By Sam Laskaris
Writer
An award-winning film about a young Siksika woman who participates in Indian relay horse races is among the Indigenous movies at this year’s Hot Docs Canadian International Documentary Festival.
The Toronto-based festival began last Thursday and continues until May 7.
More than 200 documentaries from around the world will be screened at the 10-day festival.
Aitamaako’tamisskapi Natosi: Before the Sun had its world premiere at the Big Sky Documentary Festival in Montana in February. The film was awarded that festival’s prestigious Big Sky Award.
The 90-minute film had its first of two screenings at the Toronto festival this past Saturday. It will also be shown on Wednesday (today) May 3 at the TIFF Bell Lightbox at 3 p.m.
The film will also be available May 5-9 for those who choose to stream it.
Aitamaako’tamisskapi Natosi: Before the Sun features Logan Red Crow, a competitor in the Indian Relay world, a sport usually dominated by males that see riders do laps of horse tracks. The length of races varies but competitors must jump off a horse and onto another one for each lap.
Red Crow’s father and other family members are part of her racing team.
“The bonds between Logan as rider, the team who takes care of the horses, and Logan’s family, have to be unbreakable for Logan to be a contender in such dangerous events,” said Banchi Hanuse in her director’s statement for the film. “Logan Red Crow has a loving and dedicated family behind her including a profoundly deep connection with her father.
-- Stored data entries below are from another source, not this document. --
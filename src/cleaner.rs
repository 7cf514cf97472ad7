use std::fmt;
use std::sync::LazyLock;

use regex::Regex;
use tracing::warn;

use crate::error::ScrapeError;
use crate::models::{CleanedRecord, MergedRecord, RatingLabel, NO_DESCRIPTION};

static NON_NUMERIC: LazyLock<Regex> = LazyLock::new(|| Regex::new(r"[^\d.]").unwrap());

/// Advisory finding from validation. The record it refers to is kept as is.
#[derive(Debug, Clone, PartialEq)]
pub enum IssueKind {
    NonPositivePrice(f64),
    RatingOutOfRange(u8),
    MissingDescription,
}

#[derive(Debug, Clone, PartialEq)]
pub struct Issue {
    pub index: usize,
    pub title: String,
    pub kind: IssueKind,
}

impl fmt::Display for Issue {
    fn fmt(&self, f: &mut fmt::Formatter<'_>) -> fmt::Result {
        match &self.kind {
            IssueKind::NonPositivePrice(p) => {
                write!(f, "#{} {:?}: price {} is not positive", self.index, self.title, p)
            }
            IssueKind::RatingOutOfRange(r) => {
                write!(f, "#{} {:?}: rating {} outside 1..=5", self.index, self.title, r)
            }
            IssueKind::MissingDescription => {
                write!(f, "#{} {:?}: no description", self.index, self.title)
            }
        }
    }
}

pub struct CleanReport {
    pub records: Vec<CleanedRecord>,
    pub issues: Vec<Issue>,
}

/// Anything the cleaner accepts. Already-cleaned records pass through
/// unchanged so that cleaning is idempotent.
pub trait Cleanable {
    fn into_cleaned(self) -> CleanedRecord;
}

impl Cleanable for MergedRecord {
    fn into_cleaned(self) -> CleanedRecord {
        let MergedRecord { listing, detail } = self;
        CleanedRecord {
            price: amount("price", Some(listing.price_raw.as_str())),
            rating: listing
                .rating_label
                .as_deref()
                .and_then(RatingLabel::from_label)
                .map(RatingLabel::value),
            url: listing.detail_url.map(String::from),
            tax: amount("tax", detail.tax_raw.as_deref()),
            number_of_reviews: review_count(detail.number_of_reviews.as_deref()),
            title: listing.title,
            availability: listing.availability,
            upc: detail.upc,
            product_type: detail.product_type,
            category: detail.category,
            description: detail.description,
        }
    }
}

impl Cleanable for CleanedRecord {
    fn into_cleaned(self) -> CleanedRecord {
        self
    }
}

/// Normalise and validate the whole record set in one pass.
///
/// Never drops a record: out-of-range values are logged and kept, an empty
/// description is replaced by a placeholder.
pub fn clean<T, I>(records: I) -> CleanReport
where
    T: Cleanable,
    I: IntoIterator<Item = T>,
{
    let mut issues = Vec::new();
    let records = records
        .into_iter()
        .enumerate()
        .map(|(index, record)| {
            let mut record = record.into_cleaned();
            validate(index, &mut record, &mut issues);
            record
        })
        .collect();
    CleanReport { records, issues }
}

fn validate(index: usize, record: &mut CleanedRecord, issues: &mut Vec<Issue>) {
    let mut flag = |kind: IssueKind| {
        issues.push(Issue {
            index,
            title: record.title.clone(),
            kind,
        })
    };

    if let Some(price) = record.price.filter(|p| *p <= 0.0) {
        warn!("Invalid price for title - {}", record.title);
        flag(IssueKind::NonPositivePrice(price));
    }
    if let Some(rating) = record.rating.filter(|r| !(1..=5).contains(r)) {
        warn!("Invalid rating for title - {}", record.title);
        flag(IssueKind::RatingOutOfRange(rating));
    }
    if record.description.trim().is_empty() {
        warn!("No product description available for title - {}", record.title);
        flag(IssueKind::MissingDescription);
        record.description = NO_DESCRIPTION.to_string();
    }
}

/// Strip everything except digits and the decimal point, then parse.
pub fn parse_amount(field: &'static str, raw: &str) -> Result<f64, ScrapeError> {
    NON_NUMERIC
        .replace_all(raw, "")
        .parse::<f64>()
        .ok()
        .filter(|v| v.is_finite())
        .ok_or_else(|| ScrapeError::Parse {
            field,
            raw: raw.to_string(),
        })
}

fn amount(field: &'static str, raw: Option<&str>) -> Option<f64> {
    let raw = raw.filter(|r| !r.trim().is_empty())?;
    parse_amount(field, raw)
        .map_err(|e| warn!("{}", e))
        .ok()
}

fn review_count(raw: Option<&str>) -> Option<i64> {
    let raw = raw.map(str::trim).filter(|r| !r.is_empty())?;
    raw.parse::<i64>()
        .map_err(|_| {
            warn!(
                "{}",
                ScrapeError::Parse {
                    field: "number_of_reviews",
                    raw: raw.to_string(),
                }
            )
        })
        .ok()
}

#[cfg(test)]
mod tests {
    use super::*;
    use crate::models::{DetailFields, ListingRecord};

    fn merged(price: &str, rating: Option<&str>, description: &str) -> MergedRecord {
        MergedRecord {
            listing: ListingRecord {
                title: "Sharp Objects".into(),
                price_raw: price.into(),
                availability: "In stock".into(),
                rating_label: rating.map(String::from),
                detail_url: None,
            },
            detail: DetailFields {
                description: description.into(),
                upc: Some("e00eb4fd7b871a48".into()),
                number_of_reviews: Some("0".into()),
                product_type: "Books".into(),
                tax_raw: Some("£0.00".into()),
                category: Some("Mystery".into()),
            },
        }
    }

    fn cleaned_one(record: MergedRecord) -> (CleanedRecord, Vec<Issue>) {
        let mut report = clean(vec![record]);
        (report.records.remove(0), report.issues)
    }

    #[test]
    fn strips_currency_from_price_and_tax() {
        let (r, issues) = cleaned_one(merged("£51.77", Some("Three"), "A thriller."));
        assert_eq!(r.price, Some(51.77));
        assert_eq!(r.tax, Some(0.0));
        assert_eq!(r.number_of_reviews, Some(0));
        assert!(issues.is_empty());
    }

    #[test]
    fn mis_decoded_currency_glyphs_are_stripped() {
        let (r, _) = cleaned_one(merged("Â£47.82", Some("Four"), "x"));
        assert_eq!(r.price, Some(47.82));
    }

    #[test]
    fn rating_labels_become_integers() {
        for (label, value) in [("One", 1), ("Two", 2), ("Three", 3), ("Four", 4), ("Five", 5)] {
            let (r, _) = cleaned_one(merged("£1.00", Some(label), "x"));
            assert_eq!(r.rating, Some(value));
        }
        let (r, _) = cleaned_one(merged("£1.00", Some("Six"), "x"));
        assert_eq!(r.rating, None);
        let (r, _) = cleaned_one(merged("£1.00", None, "x"));
        assert_eq!(r.rating, None);
    }

    #[test]
    fn unparseable_values_become_none() {
        let mut record = merged("free", Some("One"), "x");
        record.detail.tax_raw = Some("".into());
        record.detail.number_of_reviews = Some("many".into());
        let (r, _) = cleaned_one(record);
        assert_eq!(r.price, None);
        assert_eq!(r.tax, None);
        assert_eq!(r.number_of_reviews, None);
    }

    #[test]
    fn missing_description_gets_placeholder() {
        let (r, issues) = cleaned_one(merged("£10.00", Some("One"), "  "));
        assert_eq!(r.description, "No description available");
        assert_eq!(issues.len(), 1);
        assert_eq!(issues[0].kind, IssueKind::MissingDescription);
    }

    #[test]
    fn validation_warnings_reach_the_log() {
        let (report, log) = crate::logging::capture(|| {
            clean(vec![merged("£0.00", Some("Two"), "")])
        });
        assert_eq!(report.issues.len(), 2);
        assert!(log.contains("WARN Invalid price for title - Sharp Objects"));
        assert!(log.contains("WARN No product description available for title - Sharp Objects"));
    }

    #[test]
    fn zero_price_is_flagged_but_kept() {
        let (r, issues) = cleaned_one(merged("£0.00", Some("One"), "x"));
        assert_eq!(r.price, Some(0.0));
        assert_eq!(issues[0].kind, IssueKind::NonPositivePrice(0.0));
    }

    #[test]
    fn negative_price_and_bad_rating_pass_through() {
        let (mut r, _) = cleaned_one(merged("£1.00", Some("One"), "x"));
        r.price = Some(-5.0);
        r.rating = Some(9);
        let report = clean(vec![r]);
        assert_eq!(report.records[0].price, Some(-5.0));
        assert_eq!(report.records[0].rating, Some(9));
        let kinds: Vec<&IssueKind> = report.issues.iter().map(|i| &i.kind).collect();
        assert_eq!(
            kinds,
            vec![&IssueKind::NonPositivePrice(-5.0), &IssueKind::RatingOutOfRange(9)]
        );
    }

    #[test]
    fn cleaning_twice_changes_nothing() {
        let raw = vec![
            merged("£51.77", Some("Three"), ""),
            merged("£13.99", None, "Short blurb."),
            MergedRecord::merge(merged("£20.00", Some("Two"), "").listing, None),
        ];
        let once = clean(raw).records;
        let twice = clean(once.clone()).records;
        assert_eq!(once, twice);
    }

    #[test]
    fn keeps_every_record_in_order() {
        let raw: Vec<MergedRecord> = (1..=4)
            .map(|n| {
                let mut r = merged(&format!("£{}.00", n), Some("One"), "");
                r.listing.title = format!("Book {}", n);
                r
            })
            .collect();
        let report = clean(raw.iter().cloned());
        assert_eq!(report.records.len(), raw.len());
        for (c, r) in report.records.iter().zip(&raw) {
            assert_eq!(c.title, r.listing.title);
        }
        assert_eq!(report.issues.len(), 4);
    }

    #[test]
    fn parse_amount_reports_field() {
        match parse_amount("tax", "n/a") {
            Err(ScrapeError::Parse { field, raw }) => {
                assert_eq!(field, "tax");
                assert_eq!(raw, "n/a");
            }
            other => panic!("expected Parse error, got {:?}", other),
        }
    }
}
It is the intense journey – the celebrations, the heartbreaks and the teachings – leading up to the races that pulls the audience along intimately with Logan, and the horses, and everyone who has helped them prepare. In essence, the film Aitamaako’tamisskapi Natosi: Before the Sun is an Indigenous story about love and one we do not see often enough.”
Meanwhile, another movie making its world premiere at the Hot Docs festival is Hebron Relocation, from filmmaker Holly Andersen. She lives in Makkovik, a town in Nunatiavut, which is an autonomous area claimed by the Inuit in Newfoundland and Labrador.
Andersen’s film is about the more than 200 Inuit who were forced to relocate from their Labrador community of Hebron in 1959.
Many of those who were forced to move ended up in Makkovik. In her film Andersen interviews family members and friends of those who were relocated.
And she realized it is still a sensitive subject for some.
“Still to this day there is generational trauma going on,” Andersen said. “I wanted to make sure that if those who were relocated were watching this, it wouldn’t trigger anything.”
Hebron Relocation will have two screenings at Hot Docs, May 3 and May 7.
Other Indigenous films at the festival include Ancestral Threads and Janelle Niles: Inconvenient.
Ancestral Threads features former model Joleen Mitton who uses fashion as a form of medicine for Vancouver’s Indigenous community. Mitton is the founder of Vancouver Indigenous Fashion Week.
Janelle Niles: Incovenient is an eight-minute film, primarily recorded at a Toronto diner, about Niles, who is an Indigenous/Black, two-spirit comic.